Qtopia kicks off with $1m gift from Sarah and Lachlan Murdoch
Sarah and Lachlan Murdoch are giving $1m to Australia’s first queer museum and urging corporations to give generously to the country’s queer community.
Sarah and Lachlan Murdoch are giving $1m to Australia’s first queer museum and urging corporations to give generously to the country’s queer community.
Qtopia – a dedicated space for LGBTQIA+ history, art and culture – launched at the Bandstand in Sydney’s National Art School on Thursday with an exhibit celebrating gender and sexual diversity, just in time for the kick-off on Friday of the city’s World Pride festival.
Ms Murdoch and Mr Murdoch – the co-chairman of News Corp, publisher of The Australian – were approached by their friend Ian Roberts, Australia’s first openly gay rugby league player, to support the museum, which he has worked on for three years.
“I hope our donation will encourage many more corporates, foundations and families to invest in what will be an amazing institution.
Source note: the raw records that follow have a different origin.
//! CLI integration tests for gsflow.
//!
//! These tests build small model workspaces on disk and run the binary
//! against them.

use std::fs;
use std::path::Path;
use std::process::Command;

use assert_cmd::prelude::*;
use predicates::prelude::*;
use tempfile::TempDir;

/// Get the gsflow binary command, isolated from the user's global config.
fn gsflow(home: &Path) -> Command {
    let mut cmd = Command::cargo_bin("gsflow").unwrap();
    cmd.env("HOME", home).env_remove("GSFLOW_WORKSPACE");
    cmd
}

/// Create a model workspace with a name file and some package files.
fn sagehen() -> TempDir {
    let tmp = TempDir::new().unwrap();
    let ws = tmp.path().join("modflow");
    fs::create_dir_all(ws.join("input")).unwrap();
    fs::write(ws.join("input").join("sagehen.dis"), "").unwrap();
    fs::write(ws.join("input").join("Sagehen.BAS"), "").unwrap();
    fs::write(ws.join("input").join("sagehen.wel"), "").unwrap();
    fs::write(
        ws.join("sagehen.nam"),
        "# Name file for sagehen; xll:214860.0; yll:4365805.0; rotation:0.0\n\
         LIST          7  output/sagehen.lst\n\
         DIS           0  input\\sagehen.dis\n\
         BAS6         13  'input/sagehen.bas'\n\
         WEL          20  input/sagehen.wel\n\
         DATA(BINARY) 51  output/heads.bin  REPLACE\n",
    )
    .unwrap();
    tmp
}

// ============================================================================
// gsflow units
// ============================================================================

#[test]
fn test_units_table() {
    let tmp = sagehen();

    gsflow(tmp.path())
        .args(["units", "modflow/sagehen.nam"])
        .current_dir(tmp.path())
        .assert()
        .success()
        .stdout(predicate::str::contains("UNIT"))
        .stdout(predicate::str::contains("DATA(BINARY)"))
        .stdout(predicate::str::contains("11"))
        .stdout(predicate::str::contains("missing"));
}

#[test]
fn test_units_json() {
    let tmp = sagehen();

    let output = gsflow(tmp.path())
        .args(["--quiet", "units", "modflow/sagehen.nam", "--json"])
        .current_dir(tmp.path())
        .output()
        .unwrap();
    assert!(output.status.success());

    let units: serde_json::Value = serde_json::from_slice(&output.stdout).unwrap();
    let units = units.as_array().unwrap();
    assert_eq!(units.len(), 5);

    let keys: Vec<_> = units.iter().map(|u| u["key"].clone()).collect();
    assert_eq!(
        keys,
        vec![
            serde_json::json!(7),
            serde_json::json!(11),
            serde_json::json!(13),
            serde_json::json!(20),
            serde_json::json!(51),
        ]
    );

    // Case mismatch on disk is resolved silently.
    assert_eq!(units[2]["open"], true);
    assert_eq!(units[4]["mode"], "binary");
    assert_eq!(units[4]["open"], false);
}

#[test]
fn test_units_reports_unopenable_files() {
    let tmp = sagehen();

    gsflow(tmp.path())
        .args(["units", "modflow/sagehen.nam"])
        .current_dir(tmp.path())
        .assert()
        .success()
        .stderr(predicate::str::contains("could not set filehandle"));
}

#[test]
fn test_units_quiet_suppresses_open_warnings() {
    let tmp = sagehen();

    gsflow(tmp.path())
        .args(["--quiet", "units", "modflow/sagehen.nam"])
        .current_dir(tmp.path())
        .assert()
        .success()
        .stderr(predicate::str::contains("could not set filehandle").not());
}

#[test]
fn test_units_with_control_file() {
    let tmp = sagehen();
    let control = tmp.path().join("gsflow").join("sagehen.control");
    fs::create_dir_all(control.parent().unwrap()).unwrap();
    fs::write(&control, "####\n").unwrap();
    fs::write(
        tmp.path().join("modflow").join("gs.nam"),
        "DIS 11 ../modflow/input/sagehen.dis\n",
    )
    .unwrap();

    gsflow(tmp.path())
        .args(["units", "modflow/gs.nam", "--control-file"])
        .arg(&control)
        .current_dir(tmp.path())
        .assert()
        .success()
        .stdout(predicate::str::contains("open"));
}

#[test]
fn test_units_fails_on_short_line() {
    let tmp = TempDir::new().unwrap();
    fs::write(
        tmp.path().join("bad.nam"),
        "LIST 7 a.lst\nDIS 11 a.dis\n\n# note\nBAS6 13 a.bas\nOC 14 a.oc\nBAD_LINE 5\n",
    )
    .unwrap();

    gsflow(tmp.path())
        .args(["units", "bad.nam"])
        .current_dir(tmp.path())
        .assert()
        .failure()
        .stderr(predicate::str::contains("line 7"))
        .stderr(predicate::str::contains("BAD_LINE 5"));
}

#[test]
fn test_units_fails_on_missing_name_file() {
    let tmp = TempDir::new().unwrap();

    gsflow(tmp.path())
        .args(["units", "absent.nam"])
        .current_dir(tmp.path())
        .assert()
        .failure()
        .stderr(predicate::str::contains("could not find absent.nam"));
}

#[test]
fn test_project_config_reserved_unit() {
    let tmp = TempDir::new().unwrap();
    fs::create_dir_all(tmp.path().join(".gsflow")).unwrap();
    fs::write(
        tmp.path().join(".gsflow").join("config.toml"),
        "[packages.swr]\nreserved_unit = 95\n",
    )
    .unwrap();
    fs::write(tmp.path().join("m.nam"), "SWR 0 model.swr\n").unwrap();

    gsflow(tmp.path())
        .args(["find", "m.nam", "swr"])
        .current_dir(tmp.path())
        .assert()
        .success()
        .stdout(predicate::str::contains("SWR 95"));
}

// ============================================================================
// gsflow find
// ============================================================================

#[test]
fn test_find_first_match() {
    let tmp = TempDir::new().unwrap();
    fs::write(
        tmp.path().join("m.nam"),
        "WEL 11 wel_file.wel\nWEL 12 wel_file2.wel\n",
    )
    .unwrap();

    gsflow(tmp.path())
        .args(["--quiet", "find", "m.nam", "wel"])
        .current_dir(tmp.path())
        .assert()
        .success()
        .stdout(predicate::str::diff("WEL 11\n"));
}

#[test]
fn test_find_missing_type_fails() {
    let tmp = sagehen();

    gsflow(tmp.path())
        .args(["--quiet", "find", "modflow/sagehen.nam", "dis", "sfr"])
        .current_dir(tmp.path())
        .assert()
        .failure()
        .stdout(predicate::str::contains("DIS 11"))
        .stderr(predicate::str::contains("sfr"));
}

// ============================================================================
// gsflow header / packages
// ============================================================================

#[test]
fn test_header_attributes() {
    let tmp = sagehen();

    gsflow(tmp.path())
        .args(["header", "modflow/sagehen.nam"])
        .current_dir(tmp.path())
        .assert()
        .success()
        .stdout(predicate::str::contains("xll = 214860.0"))
        .stdout(predicate::str::contains("rotation = 0.0"));
}

#[test]
fn test_packages_lists_defaults() {
    let tmp = TempDir::new().unwrap();

    gsflow(tmp.path())
        .args(["packages"])
        .current_dir(tmp.path())
        .assert()
        .success()
        .stdout(predicate::str::contains("DIS"))
        .stdout(predicate::str::contains("Discretization"));
}

#[test]
fn test_completions() {
    let tmp = TempDir::new().unwrap();

    gsflow(tmp.path())
        .args(["completions", "bash"])
        .assert()
        .success()
        .stdout(predicate::str::contains("gsflow"));
}
//! `gsflow packages` command

use anyhow::{Context, Result};

use crate::cli::PackagesArgs;
use gsflow::ops::list_packages;
use gsflow::util::config::global_config_path;

pub fn execute(args: PackagesArgs) -> Result<()> {
    let global = global_config_path();
    let packages = list_packages(&args.workspace, global.as_deref());

    if args.json {
        let json =
            serde_json::to_string_pretty(&packages).context("failed to serialize packages")?;
        println!("{}", json);
        return Ok(());
    }

    let width = packages.iter().map(|p| p.name.len()).max().unwrap_or(0).max(7);
    println!("{:<width$}  {:>5}  DESCRIPTION", "PACKAGE", "UNIT", width = width);
    for pkg in &packages {
        println!(
            "{:<width$}  {:>5}  {}",
            pkg.name.to_uppercase(),
            pkg.reserved_unit,
            pkg.description,
            width = width
        );
    }

    Ok(())
}
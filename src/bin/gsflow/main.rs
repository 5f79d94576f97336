//! gsflow CLI - inspect MODFLOW name files of GSFLOW models

use std::io::IsTerminal;

use anyhow::Result;
use clap::Parser;
use tracing_subscriber::EnvFilter;

use gsflow::util::diagnostic::emit;
use gsflow::NameFileError;

mod cli;
mod commands;

use cli::{Cli, Commands};

fn main() {
    let cli = Cli::parse();
    let color = !cli.no_color && std::io::stderr().is_terminal();

    if let Err(e) = run(cli) {
        match e.downcast_ref::<NameFileError>() {
            Some(nf) => emit(&nf.to_diagnostic(), color),
            None => eprintln!("error: {:#}", e),
        }
        std::process::exit(1);
    }
}

fn run(cli: Cli) -> Result<()> {
    // Set up logging
    let filter = if cli.verbose {
        EnvFilter::new("gsflow=debug")
    } else if cli.quiet {
        EnvFilter::new("gsflow=error")
    } else {
        EnvFilter::new("gsflow=info")
    };

    tracing_subscriber::fmt()
        .with_env_filter(filter)
        .with_writer(std::io::stderr)
        .with_target(false)
        .without_time()
        .init();

    let global = cli.global_options();

    // Execute command
    match cli.command {
        Commands::Units(args) => commands::units::execute(args, &global),
        Commands::Find(args) => commands::find::execute(args, &global),
        Commands::Header(args) => commands::header::execute(args),
        Commands::Packages(args) => commands::packages::execute(args),
        Commands::Completions(args) => commands::completions::execute(args),
    }
}
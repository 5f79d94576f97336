//! `gsflow completions` command
//!
//! Generates shell completions for various shells.

use std::io;

use anyhow::Result;
use clap::CommandFactory;
use clap_complete::generate;

use crate::cli::{Cli, CompletionsArgs};

pub fn execute(args: CompletionsArgs) -> Result<()> {
    let mut cmd = Cli::command();
    let name = cmd.get_name().to_string();

    generate(args.shell, &mut cmd, name, &mut io::stdout());

    Ok(())
}
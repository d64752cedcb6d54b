//! Config Tests
//!
//! Tests verify:
//! - Defaults and the builder
//! - Validation of zero capacity / bound
//! - JSON loading from strings and files, with partial documents

use std::io::Write;

use algokit::config::Config;
use algokit::sorting::SortAlgorithm;
use algokit::AlgoError;
use tempfile::NamedTempFile;

// =============================================================================
// Builder Tests
// =============================================================================

#[test]
fn test_default_config_is_valid() {
    let config = Config::default();
    assert!(config.validate().is_ok());
    assert_eq!(config.sort_algorithm, SortAlgorithm::Merge);
    assert_eq!(config.seed, None);
}

#[test]
fn test_builder_sets_fields() {
    let config = Config::builder()
        .queue_capacity(32)
        .sort_algorithm(SortAlgorithm::Heap)
        .sample_size(10)
        .sample_bound(1000)
        .seed(42)
        .log_filter("warn")
        .build()
        .unwrap();

    assert_eq!(config.queue_capacity, 32);
    assert_eq!(config.sort_algorithm, SortAlgorithm::Heap);
    assert_eq!(config.sample_size, 10);
    assert_eq!(config.sample_bound, 1000);
    assert_eq!(config.seed, Some(42));
    assert_eq!(config.log_filter, "warn");
}

#[test]
fn test_builder_rejects_zero_capacity() {
    let result = Config::builder().queue_capacity(0).build();
    assert!(matches!(result, Err(AlgoError::Config(_))));
}

#[test]
fn test_builder_rejects_zero_bound() {
    let result = Config::builder().sample_bound(0).build();
    assert!(matches!(result, Err(AlgoError::Config(_))));
}

// =============================================================================
// JSON Tests
// =============================================================================

#[test]
fn test_partial_json_uses_defaults() {
    let config = Config::from_json_str(r#"{ "sort_algorithm": "quick", "seed": 7 }"#).unwrap();

    assert_eq!(config.sort_algorithm, SortAlgorithm::Quick);
    assert_eq!(config.seed, Some(7));
    assert_eq!(config.queue_capacity, Config::default().queue_capacity);
}

#[test]
fn test_json_algorithm_names_match_cli_spelling() {
    for name in ["Quick", "HEAP", " shell "] {
        let json = format!(r#"{{ "sort_algorithm": "{}" }}"#, name);
        let config = Config::from_json_str(&json).unwrap();
        assert_eq!(config.sort_algorithm, name.parse::<SortAlgorithm>().unwrap());
    }
}

#[test]
fn test_algorithm_serializes_lowercase() {
    let json = serde_json::to_string(&SortAlgorithm::Insertion).unwrap();
    assert_eq!(json, r#""insertion""#);
}

#[test]
fn test_json_round_trip() {
    let config = Config::builder()
        .sort_algorithm(SortAlgorithm::Shell)
        .seed(3)
        .build()
        .unwrap();
    let json = serde_json::to_string(&config).unwrap();
    assert_eq!(Config::from_json_str(&json).unwrap(), config);
}

#[test]
fn test_invalid_json_is_config_error() {
    let result = Config::from_json_str("{ not json");
    assert!(matches!(result, Err(AlgoError::Config(_))));
}

#[test]
fn test_unknown_algorithm_in_json() {
    let result = Config::from_json_str(r#"{ "sort_algorithm": "bogo" }"#);
    assert!(matches!(result, Err(AlgoError::Config(_))));
}

#[test]
fn test_json_validation_applies() {
    let result = Config::from_json_str(r#"{ "queue_capacity": 0 }"#);
    assert!(matches!(result, Err(AlgoError::Config(_))));
}

#[test]
fn test_load_from_file() {
    let mut file = NamedTempFile::new().unwrap();
    write!(file, r#"{{ "queue_capacity": 4, "sample_size": 20 }}"#).unwrap();

    let config = Config::from_json_file(file.path()).unwrap();
    assert_eq!(config.queue_capacity, 4);
    assert_eq!(config.sample_size, 20);
}

#[test]
fn test_missing_file_is_io_error() {
    let dir = tempfile::tempdir().unwrap();
    let result = Config::from_json_file(&dir.path().join("missing.json"));
    assert!(matches!(result, Err(AlgoError::Io(_))));
}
An institution that … saves the lives of many young Australians,” Ms Murdoch told the crowd at the museum opening.
Qtopia was envisioned by David Cooper, a St Vincent’s Hospital immunologist who made some of the first diagnoses of HIV-AIDS and dreamt of a physical space to honour those affected. He died in 2018.
“It’s a big honour for Lachlan and me to be able to lay the financial foundations to realise David Cooper’s vision,” Ms Murdoch said. “Our hope is that Qtopia Sydney will assure the dreadful crimes against the queer community will never be forgotten and the stories of those who fought are told. Our hope is that Qtopia finds a permanent home.”
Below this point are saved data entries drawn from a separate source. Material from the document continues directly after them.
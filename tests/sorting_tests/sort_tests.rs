//! Sorting Tests
//!
//! Tests verify:
//! - Every algorithm sorts edge-case inputs
//! - Stability of insertion and merge sort
//! - Deterministic quick sort with a seeded RNG
//! - SortAlgorithm parsing and display
//! - Start and finish of a sort run are logged
//! - Agreement with slice::sort on arbitrary input

use std::io;
use std::sync::{Arc, Mutex};

use algokit::primitives::is_sorted;
use algokit::sorting::{
    heap_sort, insertion_sort, merge_sort, quick_sort_with_rng, selection_sort, shell_sort,
    SortAlgorithm,
};
use algokit::AlgoError;
use proptest::prelude::*;
use rand::rngs::StdRng;
use rand::SeedableRng;

// =============================================================================
// Helper Functions
// =============================================================================

/// Sorts `input` with every algorithm and checks against `slice::sort`
fn assert_all_sort(input: &[i32]) {
    let mut expected = input.to_vec();
    expected.sort();

    for algorithm in SortAlgorithm::ALL {
        let mut items = input.to_vec();
        algorithm.sort(&mut items);
        assert_eq!(items, expected, "{} sort failed on {:?}", algorithm, input);
    }
}

/// Element ordered by `key` only; `tag` records the original position
#[derive(Debug, Clone)]
struct Tagged {
    key: u8,
    tag: usize,
}

impl PartialEq for Tagged {
    fn eq(&self, other: &Self) -> bool {
        self.key == other.key
    }
}

impl Eq for Tagged {}

impl PartialOrd for Tagged {
    fn partial_cmp(&self, other: &Self) -> Option<std::cmp::Ordering> {
        Some(self.cmp(other))
    }
}

impl Ord for Tagged {
    fn cmp(&self, other: &Self) -> std::cmp::Ordering {
        self.key.cmp(&other.key)
    }
}

fn tagged(keys: &[u8]) -> Vec<Tagged> {
    keys.iter()
        .enumerate()
        .map(|(tag, &key)| Tagged { key, tag })
        .collect()
}

fn is_stable_result(items: &[Tagged]) -> bool {
    items
        .windows(2)
        .all(|w| w[0].key < w[1].key || (w[0].key == w[1].key && w[0].tag < w[1].tag))
}

// =============================================================================
// Edge Case Tests
// =============================================================================

#[test]
fn test_empty_and_single() {
    assert_all_sort(&[]);
    assert_all_sort(&[42]);
}

#[test]
fn test_two_elements() {
    assert_all_sort(&[2, 1]);
    assert_all_sort(&[1, 2]);
}

#[test]
fn test_already_sorted_and_reversed() {
    let ascending: Vec<i32> = (0..100).collect();
    let descending: Vec<i32> = (0..100).rev().collect();
    assert_all_sort(&ascending);
    assert_all_sort(&descending);
}

#[test]
fn test_all_equal() {
    assert_all_sort(&[7; 50]);
}

#[test]
fn test_with_duplicates_and_negatives() {
    assert_all_sort(&[3, -1, 4, 1, -5, 9, 2, 6, 5, 3, 5, -1, 0]);
}

#[test]
fn test_free_functions_directly() {
    let input = vec![5, 2, 9, 1, 5, 6];
    let sorted = vec![1, 2, 5, 5, 6, 9];

    let mut items = input.clone();
    selection_sort(&mut items);
    assert_eq!(items, sorted);

    let mut items = input.clone();
    insertion_sort(&mut items);
    assert_eq!(items, sorted);

    let mut items = input.clone();
    shell_sort(&mut items);
    assert_eq!(items, sorted);

    let mut items = input.clone();
    merge_sort(&mut items);
    assert_eq!(items, sorted);

    let mut items = input.clone();
    heap_sort(&mut items);
    assert_eq!(items, sorted);
}

#[test]
fn test_sorts_strings() {
    let mut words = vec!["pear", "apple", "fig", "banana"];
    heap_sort(&mut words);
    assert_eq!(words, vec!["apple", "banana", "fig", "pear"]);
}

// =============================================================================
// Stability Tests
// =============================================================================

#[test]
fn test_insertion_sort_is_stable() {
    let mut items = tagged(&[3, 1, 3, 2, 1, 3, 2]);
    insertion_sort(&mut items);
    assert!(is_stable_result(&items));
}

#[test]
fn test_merge_sort_is_stable() {
    let mut items = tagged(&[3, 1, 3, 2, 1, 3, 2, 1, 1, 2]);
    merge_sort(&mut items);
    assert!(is_stable_result(&items));
}

#[test]
fn test_is_stable_flag() {
    let stable: Vec<SortAlgorithm> = SortAlgorithm::ALL
        .into_iter()
        .filter(|a| a.is_stable())
        .collect();
    assert_eq!(stable, vec![SortAlgorithm::Insertion, SortAlgorithm::Merge]);
}

// =============================================================================
// Quick Sort Tests
// =============================================================================

#[test]
fn test_quick_sort_with_seeded_rng() {
    let mut rng = StdRng::seed_from_u64(7);
    let mut items: Vec<i32> = (0..500).rev().collect();
    quick_sort_with_rng(&mut items, &mut rng);
    assert!(is_sorted(&items));
    assert_eq!(items.len(), 500);
}

// =============================================================================
// SortAlgorithm Tests
// =============================================================================

#[test]
fn test_parse_algorithm_names() {
    for algorithm in SortAlgorithm::ALL {
        let parsed: SortAlgorithm = algorithm.name().parse().unwrap();
        assert_eq!(parsed, algorithm);
        assert_eq!(algorithm.to_string(), algorithm.name());
    }
    assert_eq!(" Quick ".parse::<SortAlgorithm>().unwrap(), SortAlgorithm::Quick);
}

#[test]
fn test_parse_unknown_algorithm() {
    let result = "bogo".parse::<SortAlgorithm>();
    assert!(matches!(result, Err(AlgoError::InvalidAlgorithm(name)) if name == "bogo"));
}

#[test]
fn test_default_algorithm() {
    assert_eq!(SortAlgorithm::default(), SortAlgorithm::Merge);
}

// =============================================================================
// Logging Tests
// =============================================================================

/// In-memory log sink shared with the subscriber
#[derive(Clone, Default)]
struct CapturedLogs(Arc<Mutex<Vec<u8>>>);

impl io::Write for CapturedLogs {
    fn write(&mut self, buf: &[u8]) -> io::Result<usize> {
        self.0.lock().unwrap().extend_from_slice(buf);
        Ok(buf.len())
    }

    fn flush(&mut self) -> io::Result<()> {
        Ok(())
    }
}

#[test]
fn test_sort_run_logs_start_and_finish() {
    let logs = CapturedLogs::default();
    let writer = logs.clone();
    let subscriber = tracing_subscriber::fmt()
        .with_max_level(tracing::Level::DEBUG)
        .with_ansi(false)
        .with_writer(move || writer.clone())
        .finish();

    tracing::subscriber::with_default(subscriber, || {
        let mut items = vec![4, 1, 3, 5, 2];
        SortAlgorithm::Heap.sort(&mut items);
        assert_eq!(items, vec![1, 2, 3, 4, 5]);
    });

    let output = String::from_utf8(logs.0.lock().unwrap().clone()).unwrap();
    let start = output.find("Sorting 5 items with heap sort").unwrap();
    let finish = output.find("Finished heap sort of 5 items").unwrap();
    assert!(start < finish, "unexpected log order:\n{}", output);
}

// =============================================================================
// Property Tests
// =============================================================================

proptest! {
    #[test]
    fn test_every_algorithm_matches_std(input in proptest::collection::vec(any::<i32>(), 0..300)) {
        let mut expected = input.clone();
        expected.sort();

        for algorithm in SortAlgorithm::ALL {
            let mut items = input.clone();
            algorithm.sort(&mut items);
            prop_assert_eq!(&items, &expected, "{} sort", algorithm);
        }
    }

    #[test]
    fn test_stable_algorithms_preserve_order(keys in proptest::collection::vec(0u8..8, 0..100)) {
        for algorithm in [SortAlgorithm::Insertion, SortAlgorithm::Merge] {
            let mut items = tagged(&keys);
            algorithm.sort(&mut items);
            prop_assert!(is_stable_result(&items), "{} sort not stable", algorithm);
        }
    }
}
The HIV-AIDS epidemic was one Ms Murdoch saw up close and she told The Australian that in her first two years in modelling, “so many people that I worked with died”.
“It was incredibly shocking, it was incredibly sad,” she said. “And the discrimination that went on during that time was awful … This is our community, incredible creative people. This is our family. I’ve seen a lot of discrimination over the years and we can’t let it continue.”
Two exhibits have been installed in Darlinghurst: the first in the Bandstand and the second in Building 11 of the National Art School. The latter, which opens on Friday, will be a re-creation of Ward 17 of St Vincent’s Hospital, the nation’s first dedicated HIV-AIDS treatment centre.
Board member and chairman David Polson, among the first 400 people to be diagnosed with HIV-AIDS in Australia, spent time in Ward 17 and was treated by Cooper.
“Today is a very important day to me because … it’s a memorial for my dear friend David Cooper, who saved my life,” he said.